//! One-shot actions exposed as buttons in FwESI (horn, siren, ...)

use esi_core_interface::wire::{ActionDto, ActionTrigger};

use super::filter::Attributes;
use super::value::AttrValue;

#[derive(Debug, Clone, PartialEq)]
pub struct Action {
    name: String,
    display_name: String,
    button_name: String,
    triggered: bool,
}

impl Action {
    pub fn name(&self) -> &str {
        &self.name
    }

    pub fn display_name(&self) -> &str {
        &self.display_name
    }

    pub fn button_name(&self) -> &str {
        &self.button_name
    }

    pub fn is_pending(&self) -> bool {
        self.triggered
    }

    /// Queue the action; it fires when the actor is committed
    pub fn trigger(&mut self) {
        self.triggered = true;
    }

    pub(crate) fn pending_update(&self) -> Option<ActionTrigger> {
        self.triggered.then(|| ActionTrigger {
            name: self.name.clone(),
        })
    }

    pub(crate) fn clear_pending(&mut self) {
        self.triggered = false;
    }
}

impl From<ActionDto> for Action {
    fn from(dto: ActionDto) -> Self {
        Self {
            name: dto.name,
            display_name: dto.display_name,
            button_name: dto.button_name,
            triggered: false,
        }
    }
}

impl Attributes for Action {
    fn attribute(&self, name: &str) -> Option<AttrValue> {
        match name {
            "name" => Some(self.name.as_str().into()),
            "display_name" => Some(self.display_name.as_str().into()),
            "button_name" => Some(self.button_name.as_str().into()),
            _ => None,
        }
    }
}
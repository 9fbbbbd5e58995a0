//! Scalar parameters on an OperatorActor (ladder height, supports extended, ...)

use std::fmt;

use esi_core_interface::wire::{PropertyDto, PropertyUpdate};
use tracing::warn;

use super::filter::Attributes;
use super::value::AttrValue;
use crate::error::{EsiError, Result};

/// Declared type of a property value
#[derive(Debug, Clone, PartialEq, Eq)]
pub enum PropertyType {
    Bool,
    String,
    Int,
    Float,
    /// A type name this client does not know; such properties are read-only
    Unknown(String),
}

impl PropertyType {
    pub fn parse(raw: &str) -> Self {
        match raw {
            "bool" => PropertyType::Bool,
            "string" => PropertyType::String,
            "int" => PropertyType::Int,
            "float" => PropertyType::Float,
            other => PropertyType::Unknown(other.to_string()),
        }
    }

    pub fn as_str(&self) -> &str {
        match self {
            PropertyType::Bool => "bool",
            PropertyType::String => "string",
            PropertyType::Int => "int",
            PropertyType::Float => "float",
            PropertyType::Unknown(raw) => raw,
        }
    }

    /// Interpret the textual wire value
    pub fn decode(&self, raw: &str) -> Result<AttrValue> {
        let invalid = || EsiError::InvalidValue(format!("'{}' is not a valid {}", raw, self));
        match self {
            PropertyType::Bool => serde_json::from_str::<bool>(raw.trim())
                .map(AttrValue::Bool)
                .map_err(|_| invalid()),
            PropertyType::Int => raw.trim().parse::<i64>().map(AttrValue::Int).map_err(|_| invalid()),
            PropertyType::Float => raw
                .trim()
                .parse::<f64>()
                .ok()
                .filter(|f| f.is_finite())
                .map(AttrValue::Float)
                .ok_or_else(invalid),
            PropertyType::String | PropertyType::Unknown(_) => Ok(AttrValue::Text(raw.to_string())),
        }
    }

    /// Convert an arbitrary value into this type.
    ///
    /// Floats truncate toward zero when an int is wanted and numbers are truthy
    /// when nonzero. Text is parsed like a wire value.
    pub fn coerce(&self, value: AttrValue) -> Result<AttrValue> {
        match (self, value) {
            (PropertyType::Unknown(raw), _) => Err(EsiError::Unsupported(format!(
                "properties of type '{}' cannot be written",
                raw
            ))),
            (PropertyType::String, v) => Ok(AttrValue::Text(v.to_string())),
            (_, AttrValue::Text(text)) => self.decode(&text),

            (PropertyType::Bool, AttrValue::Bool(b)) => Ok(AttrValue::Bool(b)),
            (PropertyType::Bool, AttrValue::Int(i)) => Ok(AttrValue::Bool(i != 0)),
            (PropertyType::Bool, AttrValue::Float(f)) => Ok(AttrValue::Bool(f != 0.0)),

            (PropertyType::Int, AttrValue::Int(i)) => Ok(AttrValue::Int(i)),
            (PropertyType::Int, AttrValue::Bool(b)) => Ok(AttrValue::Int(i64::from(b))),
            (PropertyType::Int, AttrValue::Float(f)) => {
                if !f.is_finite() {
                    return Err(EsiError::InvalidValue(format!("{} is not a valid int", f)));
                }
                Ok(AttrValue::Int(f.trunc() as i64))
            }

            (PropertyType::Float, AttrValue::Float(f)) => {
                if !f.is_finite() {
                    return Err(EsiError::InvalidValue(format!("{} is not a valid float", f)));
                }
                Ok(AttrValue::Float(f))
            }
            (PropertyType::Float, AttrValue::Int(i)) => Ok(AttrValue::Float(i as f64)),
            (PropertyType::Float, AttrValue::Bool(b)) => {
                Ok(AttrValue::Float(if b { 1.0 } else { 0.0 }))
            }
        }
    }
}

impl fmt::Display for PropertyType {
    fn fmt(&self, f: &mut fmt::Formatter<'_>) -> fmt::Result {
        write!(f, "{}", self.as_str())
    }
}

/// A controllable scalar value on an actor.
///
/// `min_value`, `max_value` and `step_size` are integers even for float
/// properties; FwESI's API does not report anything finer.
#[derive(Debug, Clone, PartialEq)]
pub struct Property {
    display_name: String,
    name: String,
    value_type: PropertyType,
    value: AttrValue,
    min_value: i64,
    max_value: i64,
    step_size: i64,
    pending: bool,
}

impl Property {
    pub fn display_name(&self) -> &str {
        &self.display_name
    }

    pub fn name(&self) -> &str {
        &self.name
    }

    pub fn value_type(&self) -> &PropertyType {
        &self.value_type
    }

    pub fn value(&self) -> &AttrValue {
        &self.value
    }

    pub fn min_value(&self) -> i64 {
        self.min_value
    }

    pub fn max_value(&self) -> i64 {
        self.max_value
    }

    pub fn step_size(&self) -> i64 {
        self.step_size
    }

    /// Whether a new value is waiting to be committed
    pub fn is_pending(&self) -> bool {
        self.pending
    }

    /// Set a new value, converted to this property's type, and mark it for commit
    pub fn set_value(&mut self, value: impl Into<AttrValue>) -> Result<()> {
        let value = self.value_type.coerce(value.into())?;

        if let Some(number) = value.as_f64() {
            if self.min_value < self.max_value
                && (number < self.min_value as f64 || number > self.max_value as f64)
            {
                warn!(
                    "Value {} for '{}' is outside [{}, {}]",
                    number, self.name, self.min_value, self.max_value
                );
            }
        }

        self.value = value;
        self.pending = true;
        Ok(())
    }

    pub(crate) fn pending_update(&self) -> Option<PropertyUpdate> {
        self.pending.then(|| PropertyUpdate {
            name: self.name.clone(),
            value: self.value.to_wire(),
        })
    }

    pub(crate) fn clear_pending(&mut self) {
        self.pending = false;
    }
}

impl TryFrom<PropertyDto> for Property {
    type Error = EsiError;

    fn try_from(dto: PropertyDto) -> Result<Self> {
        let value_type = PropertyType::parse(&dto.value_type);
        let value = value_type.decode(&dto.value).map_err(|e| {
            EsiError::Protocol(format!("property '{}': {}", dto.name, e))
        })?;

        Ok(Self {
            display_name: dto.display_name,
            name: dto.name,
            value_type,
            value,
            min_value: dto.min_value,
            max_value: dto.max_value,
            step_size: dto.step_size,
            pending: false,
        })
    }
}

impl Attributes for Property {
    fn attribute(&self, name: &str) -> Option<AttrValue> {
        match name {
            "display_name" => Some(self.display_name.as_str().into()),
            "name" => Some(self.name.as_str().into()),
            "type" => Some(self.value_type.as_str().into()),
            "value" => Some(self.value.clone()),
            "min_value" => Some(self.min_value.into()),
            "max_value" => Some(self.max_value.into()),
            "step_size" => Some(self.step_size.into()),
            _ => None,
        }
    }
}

** WHAT IS NEEDED **
When you come to the line containing "repository 9fbbbbd5e58995a0", give it and stop; before that, repeat each line of the material exactly from the first one.

** ANSWER SPACE **
//! One-shot actions exposed as buttons in FwESI (horn, siren, ...)

use esi_core_interface::wire::{ActionDto, ActionTrigger};

use super::filter::Attributes;
use super::value::AttrValue;

#[derive(Debug, Clone, PartialEq)]
pub struct Action {
    name: String,
    display_name: String,
    button_name: String,
    triggered: bool,
}

impl Action {
    pub fn name(&self) -> &str {
        &self.name
    }

    pub fn display_name(&self) -> &str {
        &self.display_name
    }

    pub fn button_name(&self) -> &str {
        &self.button_name
    }

    pub fn is_pending(&self) -> bool {
        self.triggered
    }

    /// Queue the action; it fires when the actor is committed
    pub fn trigger(&mut self) {
        self.triggered = true;
    }

    pub(crate) fn pending_update(&self) -> Option<ActionTrigger> {
        self.triggered.then(|| ActionTrigger {
            name: self.name.clone(),
        })
    }

    pub(crate) fn clear_pending(&mut self) {
        self.triggered = false;
    }
}

impl From<ActionDto> for Action {
    fn from(dto: ActionDto) -> Self {
        Self {
            name: dto.name,
            display_name: dto.display_name,
            button_name: dto.button_name,
            triggered: false,
        }
    }
}

impl Attributes for Action {
    fn attribute(&self, name: &str) -> Option<AttrValue> {
        match name {
            "name" => Some(self.name.as_str().into()),
            "display_name" => Some(self.display_name.as_str().into()),
            "button_name" => Some(self.button_name.as_str().into()),
            _ => None,
        }
    }
}
repository 9fbbbbd5e58995a0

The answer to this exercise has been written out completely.